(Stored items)
----------------------------------------

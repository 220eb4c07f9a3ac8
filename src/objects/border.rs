//! A full-screen border with optional interior sections.

use log::debug;

use crate::display::SceneContext;
use crate::objects::{ObjectCommon, RenderObject};
use crate::style::glyph;
use crate::vector::Vector2;
use crate::UpdateInfo;

/// A rectangular partition drawn inside the outer border.
#[derive(Clone, Copy, Debug, PartialEq, Eq)]
pub struct BorderSection {
    pub position: Vector2,
    pub size: Vector2,
}

impl BorderSection {
    pub fn new(position: Vector2, size: Vector2) -> Self {
        Self { position, size }
    }
}

/// Draws a box-drawing frame around the whole display, plus any interior
/// section rectangles, resolving junction characters where section edges
/// meet each other or the outer frame.
///
/// The border sits far at the back (`z_index` −100) and only re-renders on
/// resize.
pub struct Border {
    common: ObjectCommon,
    sections: Vec<BorderSection>,
    needs_render: bool,
}

impl Border {
    pub fn new() -> Self {
        Self::with_sections(Vec::new())
    }

    pub fn with_sections(sections: Vec<BorderSection>) -> Self {
        let mut common = ObjectCommon::default();
        common.position = Vector2::ZERO;
        // right at the back so that all content renders on top
        common.z_index = -100;
        Self {
            common,
            sections,
            needs_render: true,
        }
    }
}

impl Default for Border {
    fn default() -> Self {
        Self::new()
    }
}

impl RenderObject for Border {
    fn common(&self) -> &ObjectCommon {
        &self.common
    }

    fn common_mut(&mut self) -> &mut ObjectCommon {
        &mut self.common
    }

    fn update(&mut self, info: &UpdateInfo, _ctx: &mut SceneContext) {
        if info.has_resized {
            self.needs_render = true;
        }
    }

    fn render(&mut self, ctx: &SceneContext) {
        if !self.needs_render {
            return;
        }

        let width = ctx.width();
        let height = ctx.height();
        if width < 2 || height < 2 {
            return;
        }
        self.common.size = Vector2::new(width as i32, height as i32);

        // a blank canvas the size of the display, as a mutable char grid
        let mut grid: Vec<Vec<char>> = ctx
            .populate_frame()
            .into_rows()
            .into_iter()
            .map(|row| row.chars().collect())
            .collect();

        // the outline around the whole screen
        for x in 1..width - 1 {
            grid[0][x] = glyph::HORIZONTAL;
            grid[height - 1][x] = glyph::HORIZONTAL;
        }
        for row in grid.iter_mut().take(height - 1).skip(1) {
            row[0] = glyph::VERTICAL;
            row[width - 1] = glyph::VERTICAL;
        }
        grid[0][0] = glyph::TOP_LEFT;
        grid[0][width - 1] = glyph::TOP_RIGHT;
        grid[height - 1][0] = glyph::BOTTOM_LEFT;
        grid[height - 1][width - 1] = glyph::BOTTOM_RIGHT;

        let mut corners: Vec<Vector2> = Vec::new();
        for section in &self.sections {
            let pos = section.position;
            let size = section.size;
            let fits = pos.x >= 0
                && pos.y >= 0
                && size.x >= 2
                && size.y >= 2
                && (pos.x + size.x) as usize <= width
                && (pos.y + size.y) as usize <= height;
            if !fits {
                // the screen shrank under this section; draw what still fits
                debug!("skipping border section at {pos}, screen too small");
                continue;
            }
            let (x, y) = (pos.x as usize, pos.y as usize);
            let (sx, sy) = (size.x as usize, size.y as usize);

            for dx in 1..sx - 1 {
                grid[y][x + dx] = glyph::HORIZONTAL;
                grid[y + sy - 1][x + dx] = glyph::HORIZONTAL;
            }
            for dy in 1..sy - 1 {
                grid[y + dy][x] = glyph::VERTICAL;
                grid[y + dy][x + sx - 1] = glyph::VERTICAL;
            }

            for corner in [
                pos,
                pos + Vector2::new(size.x - 1, 0),
                pos + Vector2::new(0, size.y - 1),
                pos + size - Vector2::ONE,
            ] {
                if !corners.contains(&corner) {
                    corners.push(corner);
                }
            }
        }

        for &corner in &corners {
            if let Some(c) = junction_glyph(corner, &corners, width, height) {
                grid[corner.y as usize][corner.x as usize] = c;
            }
        }

        self.needs_render = false;
        self.common.content = grid.into_iter().map(String::from_iter).collect();
    }
}

/// Picks the box-drawing character for a section corner, from its position
/// on the display edge or the presence of neighbouring corners. Returns
/// `None` for the display's own corners, which the outline already drew.
fn junction_glyph(corner: Vector2, corners: &[Vector2], width: usize, height: usize) -> Option<char> {
    let right_edge = (width - 1) as i32;
    let bottom_edge = (height - 1) as i32;
    let on_outer_corner = (corner.x == 0 || corner.x == right_edge)
        && (corner.y == 0 || corner.y == bottom_edge);
    if on_outer_corner {
        return None;
    }

    // corners on the outer frame become T-pieces into it
    if corner.y == 0 {
        return Some(glyph::TOP_CENTRE);
    }
    if corner.x == 0 {
        return Some(glyph::MIDDLE_LEFT);
    }
    if corner.y == bottom_edge {
        return Some(glyph::BOTTOM_CENTRE);
    }
    if corner.x == right_edge {
        return Some(glyph::MIDDLE_RIGHT);
    }

    let above = corners.iter().any(|c| c.x == corner.x && c.y < corner.y);
    let below = corners.iter().any(|c| c.x == corner.x && c.y > corner.y);
    let left = corners.iter().any(|c| c.y == corner.y && c.x < corner.x);
    let right = corners.iter().any(|c| c.y == corner.y && c.x > corner.x);

    let c = match (above, below, left, right) {
        (false, true, false, true) => glyph::TOP_LEFT,
        (false, true, true, true) => glyph::TOP_CENTRE,
        (false, true, true, false) => glyph::TOP_RIGHT,
        (true, true, false, true) => glyph::MIDDLE_LEFT,
        (true, true, true, true) => glyph::CENTRE,
        (true, true, true, false) => glyph::MIDDLE_RIGHT,
        (true, false, false, true) => glyph::BOTTOM_LEFT,
        (true, false, true, true) => glyph::BOTTOM_CENTRE,
        (true, false, true, false) => glyph::BOTTOM_RIGHT,
        // a block stands out, so a malformed section layout is easy to spot
        _ => glyph::SOLID_BLOCK,
    };
    Some(c)
}
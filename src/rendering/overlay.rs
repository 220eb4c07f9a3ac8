//! The text overlay compositor.
//!
//! Content lines carry embedded SGR escape sequences (`ESC ... m`) that
//! occupy bytes but no terminal columns, so raw string length is useless for
//! splicing one line over another. Everything here measures in *visible*
//! columns: the number of characters left after the escape sequences are
//! skipped.
//!
//! Splicing replaces exactly the bytes covering the target visible columns
//! of the destination row. Escape sequences found inside the replaced span
//! are re-emitted between the inserted text and the row remainder, so
//! whatever styling state the remainder relied on is preserved.

use crate::rendering::frame::Frame;
use crate::vector::Vector2;

/// Number of terminal columns `s` occupies, i.e. its character count with
/// escape sequences skipped.
pub fn visible_width(s: &str) -> usize {
    let mut cols = 0;
    let mut i = 0;
    while i < s.len() {
        let rest = &s[i..];
        if rest.starts_with('\u{1b}') {
            i += escape_len(rest);
        } else {
            let Some(c) = rest.chars().next() else { break };
            cols += 1;
            i += c.len_utf8();
        }
    }
    cols
}

/// `s` with all escape sequences removed; what the user would actually see.
pub fn visible_text(s: &str) -> String {
    let mut out = String::with_capacity(s.len());
    let mut i = 0;
    while i < s.len() {
        let rest = &s[i..];
        if rest.starts_with('\u{1b}') {
            i += escape_len(rest);
        } else {
            let Some(c) = rest.chars().next() else { break };
            out.push(c);
            i += c.len_utf8();
        }
    }
    out
}

/// Overlays a block of styled lines onto `frame` at `position`.
///
/// Each line is written at its own row; a line whose row falls outside the
/// frame, or whose visible span would run past the frame's right edge, is
/// skipped. Off-screen objects and mid-frame resizes make this a frequent,
/// expected condition rather than an error.
pub fn overlay(frame: &mut Frame, position: Vector2, lines: &[String]) {
    let width = frame.width();
    let height = frame.height();
    for (dy, line) in lines.iter().enumerate() {
        let y = position.y + dy as i32;
        if y < 0 || y as usize >= height {
            continue;
        }
        let n = visible_width(line);
        if n == 0 {
            continue;
        }
        if position.x < 0 {
            continue;
        }
        let x = position.x as usize;
        if x + n > width {
            continue;
        }
        if let Some(row) = frame.row_mut(y as usize) {
            splice_line(row, x, line, n);
        }
    }
}

/// Replaces visible columns `[x, x + n)` of `row` with `line`.
///
/// The caller has already verified that the span fits the row.
fn splice_line(row: &mut String, x: usize, line: &str, n: usize) {
    let start = consume_columns(row, 0, x, None);
    let mut carried = String::new();
    let end = consume_columns(row, start, n, Some(&mut carried));

    let mut out = String::with_capacity(row.len() + line.len() + carried.len());
    out.push_str(&row[..start]);
    out.push_str(line);
    out.push_str(&carried);
    out.push_str(&row[end..]);
    *row = out;
}

/// Advances through `s` from byte offset `start` until `cols` visible
/// columns have been consumed, returning the byte offset reached.
///
/// Escape sequences met along the way are consumed as zero-width; when
/// `carried` is given they are also copied into it. The scan stops as soon
/// as the column budget is spent, so sequences sitting exactly on the end
/// boundary are left for the caller's remainder.
fn consume_columns(s: &str, start: usize, cols: usize, mut carried: Option<&mut String>) -> usize {
    let mut remaining = cols;
    let mut i = start;
    while remaining > 0 && i < s.len() {
        let rest = &s[i..];
        if rest.starts_with('\u{1b}') {
            let len = escape_len(rest);
            if let Some(out) = carried.as_mut() {
                out.push_str(&rest[..len]);
            }
            i += len;
        } else {
            let Some(c) = rest.chars().next() else { break };
            remaining -= 1;
            i += c.len_utf8();
        }
    }
    i
}

/// Byte length of the escape sequence at the start of `rest`.
///
/// Recognized sequences run from ESC through the next `m` (the SGR styling
/// class the style tables produce). A sequence missing its terminator
/// swallows the remainder of the string.
fn escape_len(rest: &str) -> usize {
    match rest.find('m') {
        Some(pos) => pos + 1,
        None => rest.len(),
    }
}

#[cfg(test)]
mod tests {
    use super::*;
    use crate::style;

    #[test]
    fn test_visible_width_ignores_escape_sequences() {
        assert_eq!(visible_width("hello"), 5);
        assert_eq!(visible_width("\x1b[31mAB\x1b[0m"), 2);
        assert_eq!(visible_width(""), 0);
        assert_eq!(visible_width("\x1b[48;5;240m"), 0);
        // multi-byte glyphs count one column each
        assert_eq!(visible_width("┌─┐"), 3);
    }

    #[test]
    fn test_visible_text_strips_styling() {
        assert_eq!(visible_text("\x1b[31mAB\x1b[0m rest"), "AB rest");
    }

    #[test]
    fn test_overlay_writes_at_offset() {
        let mut frame = Frame::blank(8, 3);
        overlay(&mut frame, Vector2::new(2, 1), &["abc".to_string()]);
        assert_eq!(frame.row(0), Some("        "));
        assert_eq!(frame.row(1), Some("  abc   "));
        assert_eq!(frame.row(2), Some("        "));
    }

    #[test]
    fn test_overlay_uses_visible_width_not_raw_length() {
        // "\x1b[31mAB\x1b[0m" is 2 visible chars; overlaying "C" at column 2
        // afterwards must not clobber the styled text.
        let mut frame = Frame::blank(5, 1);
        let styled = format!("{}AB{}", style::fg::RED, style::RESET);
        overlay(&mut frame, Vector2::ZERO, &[styled.clone()]);
        overlay(&mut frame, Vector2::new(2, 0), &["C".to_string()]);

        let row = frame.row(0).unwrap();
        assert_eq!(visible_text(row), "ABC  ");
        assert!(row.starts_with(&format!("{}AB", style::fg::RED)));
    }

    #[test]
    fn test_overlay_carries_escapes_out_of_the_replaced_span() {
        let mut frame = Frame::blank(4, 1);
        let styled = format!("A{}BC{}D", style::bg::RED, style::RESET);
        // row has only 4 columns, so build it directly
        overlay(&mut frame, Vector2::ZERO, &[styled]);
        overlay(&mut frame, Vector2::new(1, 0), &["XY".to_string()]);

        let row = frame.row(0).unwrap();
        assert_eq!(visible_text(row), "AXYD");
        // the reset that closed the replaced span must survive, before D
        let reset_at = row.find(style::RESET).unwrap();
        let d_at = row.find('D').unwrap();
        assert!(reset_at < d_at);
    }

    #[test]
    fn test_overlay_skips_lines_past_the_right_edge() {
        let mut frame = Frame::blank(4, 1);
        overlay(&mut frame, Vector2::new(2, 0), &["abc".to_string()]);
        assert_eq!(frame.row(0), Some("    "));
    }

    #[test]
    fn test_overlay_skips_rows_outside_the_frame() {
        let mut frame = Frame::blank(4, 2);
        let lines = vec!["aaaa".to_string(), "bbbb".to_string(), "cccc".to_string()];
        overlay(&mut frame, Vector2::new(0, 1), &lines);
        assert_eq!(frame.row(0), Some("    "));
        assert_eq!(frame.row(1), Some("aaaa"));
        // third line fell off the bottom
    }

    #[test]
    fn test_overlay_skips_negative_positions_per_line() {
        let mut frame = Frame::blank(4, 2);
        overlay(&mut frame, Vector2::new(-1, 0), &["ab".to_string()]);
        overlay(&mut frame, Vector2::new(0, -1), &["cd".to_string(), "ef".to_string()]);
        assert_eq!(frame.row(0), Some("ef  "));
        assert_eq!(frame.row(1), Some("    "));
    }

    #[test]
    fn test_overlay_exact_fit() {
        let mut frame = Frame::blank(3, 1);
        overlay(&mut frame, Vector2::ZERO, &["xyz".to_string()]);
        assert_eq!(frame.row(0), Some("xyz"));
    }

    #[test]
    fn test_repeated_overlay_keeps_row_width_stable() {
        let mut frame = Frame::blank(6, 1);
        let styled = format!("{}ab{}", style::bg::GRAYSCALE_240, style::RESET);
        for x in [0, 2, 4, 2, 0] {
            overlay(&mut frame, Vector2::new(x, 0), &[styled.clone()]);
        }
        assert_eq!(visible_width(frame.row(0).unwrap()), 6);
    }
}
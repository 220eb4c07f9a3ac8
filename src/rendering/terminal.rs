//! Terminal backends.
//!
//! The engine core depends on a small set of terminal capabilities — size
//! query, clearing, cursor visibility, non-blocking key polling, and writing
//! a whole frame — expressed as the [`Terminal`] trait rather than on any
//! particular terminal library. [`CrosstermTerminal`] is the real backend;
//! [`StubTerminal`] is a scripted backend that lets tests drive a display
//! for any number of ticks without a real terminal.

use std::collections::VecDeque;
use std::io;
use std::io::{Stdout, Write, stdout};
use std::time::Duration;

use crossterm::event::{Event, KeyEvent, KeyEventKind};
use crossterm::{cursor, queue};

use crate::rendering::frame::Frame;

/// The terminal capabilities the display needs.
pub trait Terminal {
    /// Current terminal dimensions as `(width, height)` in characters.
    fn size(&mut self) -> io::Result<(usize, usize)>;

    /// Returns the next buffered key press without blocking, or `None` if no
    /// key is waiting. Must never wait for input.
    fn poll_key(&mut self) -> io::Result<Option<KeyEvent>>;

    /// Clears the whole screen.
    fn clear(&mut self) -> io::Result<()>;

    fn set_cursor_visible(&mut self, visible: bool) -> io::Result<()>;

    /// Moves the cursor to the origin and writes the entire frame in one
    /// flush.
    fn draw_frame(&mut self, frame: &Frame) -> io::Result<()>;
}

/// Terminal backend driven by `crossterm`, writing to an arbitrary sink.
pub struct CrosstermTerminal<W: Write> {
    sink: W,
}

impl CrosstermTerminal<CustomBufWriter> {
    /// Creates a backend with a sink that only flushes once per frame.
    /// This is the recommended sink.
    pub fn new_with_custom_buf_writer() -> Self {
        Self::new_with_sink(CustomBufWriter::new())
    }
}

impl CrosstermTerminal<Stdout> {
    pub fn new_with_stdout() -> Self {
        Self::new_with_sink(stdout())
    }
}

impl<W: Write> CrosstermTerminal<W> {
    /// Creates a backend with the given sink.
    pub fn new_with_sink(sink: W) -> Self {
        Self { sink }
    }
}

impl<W: Write> Terminal for CrosstermTerminal<W> {
    fn size(&mut self) -> io::Result<(usize, usize)> {
        let (width, height) = crossterm::terminal::size()?;
        Ok((width as usize, height as usize))
    }

    fn poll_key(&mut self) -> io::Result<Option<KeyEvent>> {
        // zero timeout: returns immediately when nothing is buffered
        while crossterm::event::poll(Duration::ZERO)? {
            match crossterm::event::read()? {
                // only Press to behave the same on terminals that also
                // deliver Repeat/Release
                Event::Key(key) if key.kind == KeyEventKind::Press => {
                    return Ok(Some(key));
                }
                // resizes are detected by polling `size`, everything else
                // is not our concern
                _ => continue,
            }
        }
        Ok(None)
    }

    fn clear(&mut self) -> io::Result<()> {
        queue!(
            self.sink,
            crossterm::terminal::Clear(crossterm::terminal::ClearType::All)
        )?;
        self.sink.flush()
    }

    fn set_cursor_visible(&mut self, visible: bool) -> io::Result<()> {
        if visible {
            queue!(self.sink, cursor::Show)?;
        } else {
            queue!(self.sink, cursor::Hide)?;
        }
        self.sink.flush()
    }

    fn draw_frame(&mut self, frame: &Frame) -> io::Result<()> {
        queue!(self.sink, cursor::MoveTo(0, 0))?;
        let height = frame.height();
        for (y, row) in frame.rows().iter().enumerate() {
            queue!(self.sink, crossterm::style::Print(row))?;
            if y + 1 < height {
                queue!(self.sink, cursor::MoveToNextLine(1))?;
            }
        }
        self.sink.flush()
    }
}

/// Custom buffer writer that _only_ flushes explicitly.
///
/// Collects all queued terminal commands for a frame and hands them to the
/// terminal in a single write.
pub struct CustomBufWriter {
    buf: Vec<u8>,
    stdout: Stdout,
}

impl CustomBufWriter {
    fn new() -> Self {
        Self {
            buf: vec![],
            stdout: stdout(),
        }
    }
}

impl Write for CustomBufWriter {
    fn write(&mut self, buf: &[u8]) -> io::Result<usize> {
        self.buf.extend_from_slice(buf);
        Ok(buf.len())
    }

    fn flush(&mut self) -> io::Result<()> {
        let mut lock = self.stdout.lock();
        lock.write_all(&self.buf)?;
        lock.flush()?;
        self.buf.clear();
        Ok(())
    }
}

/// A scripted terminal for tests.
///
/// Key presses and resizes are queued up front; every frame the display
/// draws is recorded, so tests can count writes and inspect what would have
/// reached the screen.
pub struct StubTerminal {
    size: (usize, usize),
    scripted_sizes: VecDeque<(usize, usize)>,
    keys: VecDeque<KeyEvent>,
    frames: Vec<Frame>,
    clear_count: usize,
}

impl StubTerminal {
    pub fn new(width: usize, height: usize) -> Self {
        Self {
            size: (width, height),
            scripted_sizes: VecDeque::new(),
            keys: VecDeque::new(),
            frames: Vec::new(),
            clear_count: 0,
        }
    }

    /// Queues a key press for a future `poll_key`.
    pub fn queue_key(&mut self, key: KeyEvent) {
        self.keys.push_back(key);
    }

    /// Schedules a resize: the next `size` query reports the new dimensions.
    pub fn queue_resize(&mut self, width: usize, height: usize) {
        self.scripted_sizes.push_back((width, height));
    }

    /// Number of frames actually written.
    pub fn draw_count(&self) -> usize {
        self.frames.len()
    }

    /// Every frame written, oldest first.
    pub fn frames(&self) -> &[Frame] {
        &self.frames
    }

    pub fn last_frame(&self) -> Option<&Frame> {
        self.frames.last()
    }

    pub fn clear_count(&self) -> usize {
        self.clear_count
    }
}

impl Terminal for StubTerminal {
    fn size(&mut self) -> io::Result<(usize, usize)> {
        if let Some(size) = self.scripted_sizes.pop_front() {
            self.size = size;
        }
        Ok(self.size)
    }

    fn poll_key(&mut self) -> io::Result<Option<KeyEvent>> {
        Ok(self.keys.pop_front())
    }

    fn clear(&mut self) -> io::Result<()> {
        self.clear_count += 1;
        Ok(())
    }

    fn set_cursor_visible(&mut self, _visible: bool) -> io::Result<()> {
        Ok(())
    }

    fn draw_frame(&mut self, frame: &Frame) -> io::Result<()> {
        self.frames.push(frame.clone());
        Ok(())
    }
}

----------------------------------------

◆ Work instruction ◆
Each line above that contains the word "bool" should be returned.

◆ Output for this task ◆
    needs_render: bool,
    fn set_cursor_visible(&mut self, visible: bool) -> io::Result<()>;
    fn set_cursor_visible(&mut self, visible: bool) -> io::Result<()> {
    fn set_cursor_visible(&mut self, _visible: bool) -> io::Result<()> {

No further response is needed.